■ **What is needed**
The entries that follow should be duplicated in full, without a single alteration.

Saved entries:
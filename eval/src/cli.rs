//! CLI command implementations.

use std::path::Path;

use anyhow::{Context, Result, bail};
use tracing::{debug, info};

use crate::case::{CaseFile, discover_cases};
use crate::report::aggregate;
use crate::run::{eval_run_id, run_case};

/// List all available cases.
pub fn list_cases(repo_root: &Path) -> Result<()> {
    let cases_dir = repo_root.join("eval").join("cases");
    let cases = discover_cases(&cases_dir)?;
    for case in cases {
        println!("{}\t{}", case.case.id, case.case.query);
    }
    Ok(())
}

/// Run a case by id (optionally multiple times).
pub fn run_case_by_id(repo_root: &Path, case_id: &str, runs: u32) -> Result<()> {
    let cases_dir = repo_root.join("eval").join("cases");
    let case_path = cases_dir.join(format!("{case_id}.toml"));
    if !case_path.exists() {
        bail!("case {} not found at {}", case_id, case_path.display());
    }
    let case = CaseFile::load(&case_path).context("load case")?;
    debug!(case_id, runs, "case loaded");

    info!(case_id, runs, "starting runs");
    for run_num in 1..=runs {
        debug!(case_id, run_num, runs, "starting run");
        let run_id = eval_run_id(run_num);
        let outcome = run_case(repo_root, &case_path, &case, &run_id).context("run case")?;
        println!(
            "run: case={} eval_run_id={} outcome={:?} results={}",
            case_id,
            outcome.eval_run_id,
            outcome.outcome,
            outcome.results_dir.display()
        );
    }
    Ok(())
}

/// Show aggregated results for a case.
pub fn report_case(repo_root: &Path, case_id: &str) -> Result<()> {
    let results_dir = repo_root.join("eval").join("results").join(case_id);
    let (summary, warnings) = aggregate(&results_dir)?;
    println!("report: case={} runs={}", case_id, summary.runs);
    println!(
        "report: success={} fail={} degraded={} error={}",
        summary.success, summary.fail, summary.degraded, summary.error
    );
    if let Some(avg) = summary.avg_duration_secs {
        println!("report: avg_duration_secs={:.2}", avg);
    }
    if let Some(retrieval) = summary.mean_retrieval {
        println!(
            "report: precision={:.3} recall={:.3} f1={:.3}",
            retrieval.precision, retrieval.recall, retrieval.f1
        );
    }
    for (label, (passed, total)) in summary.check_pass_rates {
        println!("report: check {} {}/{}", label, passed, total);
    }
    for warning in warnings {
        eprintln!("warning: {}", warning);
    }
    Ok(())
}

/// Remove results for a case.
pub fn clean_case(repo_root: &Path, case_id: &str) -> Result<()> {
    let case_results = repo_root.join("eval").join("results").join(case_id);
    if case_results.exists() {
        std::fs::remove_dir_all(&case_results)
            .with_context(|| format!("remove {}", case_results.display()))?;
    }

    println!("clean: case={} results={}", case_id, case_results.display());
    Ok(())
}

■ **Output**
filename eval/src/cli.rs
//! CLI command implementations.

use std::path::Path;

use anyhow::{Context, Result, bail};
use tracing::{debug, info};

use crate::case::{CaseFile, discover_cases};
use crate::report::aggregate;
use crate::run::{eval_run_id, run_case};

/// List all available cases.
pub fn list_cases(repo_root: &Path) -> Result<()> {
    let cases_dir = repo_root.join("eval").join("cases");
    let cases = discover_cases(&cases_dir)?;
    for case in cases {
        println!("{}\t{}", case.case.id, case.case.query);
    }
    Ok(())
}

/// Run a case by id (optionally multiple times).
pub fn run_case_by_id(repo_root: &Path, case_id: &str, runs: u32) -> Result<()> {
    let cases_dir = repo_root.join("eval").join("cases");
    let case_path = cases_dir.join(format!("{case_id}.toml"));
    if !case_path.exists() {
        bail!("case {} not found at {}", case_id, case_path.display());
    }
    let case = CaseFile::load(&case_path).context("load case")?;
    debug!(case_id, runs, "case loaded");

    info!(case_id, runs, "starting runs");
    for run_num in 1..=runs {
        debug!(case_id, run_num, runs, "starting run");
        let run_id = eval_run_id(run_num);
        let outcome = run_case(repo_root, &case_path, &case, &run_id).context("run case")?;
        println!(
            "run: case={} eval_run_id={} outcome={:?} results={}",
            case_id,
            outcome.eval_run_id,
            outcome.outcome,
            outcome.results_dir.display()
        );
    }
    Ok(())
}

/// Show aggregated results for a case.
pub fn report_case(repo_root: &Path, case_id: &str) -> Result<()> {
    let results_dir = repo_root.join("eval").join("results").join(case_id);
    let (summary, warnings) = aggregate(&results_dir)?;
    println!("report: case={} runs={}", case_id, summary.runs);
    println!(
        "report: success={} fail={} degraded={} error={}",
        summary.success, summary.fail, summary.degraded, summary.error
    );
    if let Some(avg) = summary.avg_duration_secs {
        println!("report: avg_duration_secs={:.2}", avg);
    }
    if let Some(retrieval) = summary.mean_retrieval {
        println!(
            "report: precision={:.3} recall={:.3} f1={:.3}",
            retrieval.precision, retrieval.recall, retrieval.f1
        );
    }
    for (label, (passed, total)) in summary.check_pass_rates {
        println!("report: check {} {}/{}", label, passed, total);
    }
    for warning in warnings {
        eprintln!("warning: {}", warning);
    }
    Ok(())
}

/// Remove results for a case.
pub fn clean_case(repo_root: &Path, case_id: &str) -> Result<()> {
    let case_results = repo_root.join("eval").join("results").join(case_id);
    if case_results.exists() {
        std::fs::remove_dir_all(&case_results)
            .with_context(|| format!("remove {}", case_results.display()))?;
    }

    println!("clean: case={} results={}", case_id, case_results.display());
    Ok(())
}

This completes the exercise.